Apple's security model offers strong protection against traditional malware, primarily due to Apple's rigorous app certification process and their developer certification process, which vets the identity of each software author and weeds out attackers.
Despite all the checks, malware can still enter the app stores, as has been shown recently. It may only stay for only a few hours before being detected by the app market, which continually scans for malware. Reports have shown malicious codes entered the app market regardless of the platforms. Downloads should always be from the legitimate app market. Never download apps from third parties because users may not know what they are getting. There are more than 500-plus unknown stores that are allowing malware to thrive.
Question: Does Android have an approval process?

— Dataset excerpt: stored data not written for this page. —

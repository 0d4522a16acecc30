//! Lifecycle - ホストの teardown と release_all の合成
//!
//! # 学習ポイント
//! - `FnOnce` による「一度しか呼べない」teardown の表現
//! - 継承ではなく合成でホストを拡張する（`Timed<H, S>`）
//! - `Drop` による取りこぼし防止
//!
//! # 順序
//! どの合成方法でも、ホスト自身の teardown が先、release_all が後です。

use std::ops::{Deref, DerefMut};
use std::rc::Rc;

use tracing::debug;

use super::mixin::TimerHost;
use super::tracker::TimerTracker;
use crate::ports::Scheduler;

/// 合成済みの teardown 手続き
pub type Teardown = Box<dyn FnOnce() + 'static>;

/// ホストの teardown 手続きに release_all を後ろから繋ぐ
///
/// `original` が `None` なら release_all だけを行う手続きを返す。
///
/// # Example
/// ```ignore
/// let teardown = compose_teardown(Some(Box::new(|| println!("bye"))), tracker.clone());
/// teardown(); // "bye" の後に release_all
/// ```
pub fn compose_teardown<S>(original: Option<Teardown>, tracker: TimerTracker<S>) -> Teardown
where
    S: Scheduler + 'static,
{
    Box::new(move || {
        if let Some(original) = original {
            original();
        }
        tracker.release_all();
    })
}

/// Lifecycle は teardown を持つホスト
///
/// teardown を持たないホストはデフォルト実装（何もしない）のままでよい。
pub trait Lifecycle {
    fn teardown(&mut self) {}
}

/// Timed はホストに tracker を合成した拡張ホスト
///
/// # 使用例
/// ```ignore
/// let mut widget = Widget::new().with_timers(scheduler.clone());
/// widget.set_timeout(|| println!("later"), Duration::from_millis(100));
/// widget.teardown(); // Widget::teardown → release_all
/// ```
///
/// # 保証
/// - teardown はインスタンスごとに一度だけ実行される
/// - teardown されずに drop された場合は drop 時に実行される
pub struct Timed<H: Lifecycle, S: Scheduler + 'static> {
    host: H,
    timers: TimerTracker<S>,
    torn_down: bool,
}

impl<H: Lifecycle, S: Scheduler + 'static> Timed<H, S> {
    pub fn new(host: H, scheduler: Rc<S>) -> Self {
        Self {
            host,
            timers: TimerTracker::new(scheduler),
            torn_down: false,
        }
    }

    pub fn host(&self) -> &H {
        &self.host
    }

    pub fn host_mut(&mut self) -> &mut H {
        &mut self.host
    }

    pub fn is_torn_down(&self) -> bool {
        self.torn_down
    }
}

impl<H: Lifecycle, S: Scheduler + 'static> Lifecycle for Timed<H, S> {
    fn teardown(&mut self) {
        if self.torn_down {
            return;
        }
        self.torn_down = true;
        self.host.teardown();
        self.timers.release_all();
        debug!("host torn down");
    }
}

impl<H: Lifecycle, S: Scheduler + 'static> TimerHost for Timed<H, S> {
    type Scheduler = S;

    fn timers(&self) -> &TimerTracker<S> {
        &self.timers
    }
}

impl<H: Lifecycle, S: Scheduler + 'static> Deref for Timed<H, S> {
    type Target = H;

    fn deref(&self) -> &H {
        &self.host
    }
}

impl<H: Lifecycle, S: Scheduler + 'static> DerefMut for Timed<H, S> {
    fn deref_mut(&mut self) -> &mut H {
        &mut self.host
    }
}

impl<H: Lifecycle, S: Scheduler + 'static> Drop for Timed<H, S> {
    fn drop(&mut self) {
        self.teardown();
    }
}

/// 任意の Lifecycle ホストを Timed に包む拡張 trait
pub trait WithTimers: Lifecycle + Sized {
    fn with_timers<S: Scheduler + 'static>(self, scheduler: Rc<S>) -> Timed<Self, S> {
        Timed::new(self, scheduler)
    }
}

impl<H: Lifecycle> WithTimers for H {}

Answer: It generally does not. If the app has some suspicious activities, it may be caught by the app store.
Question: If developers want to update an app, do they need to get the permission of app stores or can they do it themselves?
Answer: For Apple, the app must go through the approval process again. For Android, the app will get automatically approved.
Question: Among the platforms, which have more stringent procedures for placing an app?
Apple is the most stringent. Blackberry is good, but takes a long time. Android has weak vetting procedures. Windows is has good security, but a small selection of apps.
Question: How does a user know what permissions he gave for apps?
Users can go to settings/manage apps/app info to know what the app can access on their phone. There is no way to restrict app permissions by default. But if you confident when working with your smartphone, you can download apps that will prevent apps from accessing certain systems on your phone.
Question: What can the apps do with my permissions?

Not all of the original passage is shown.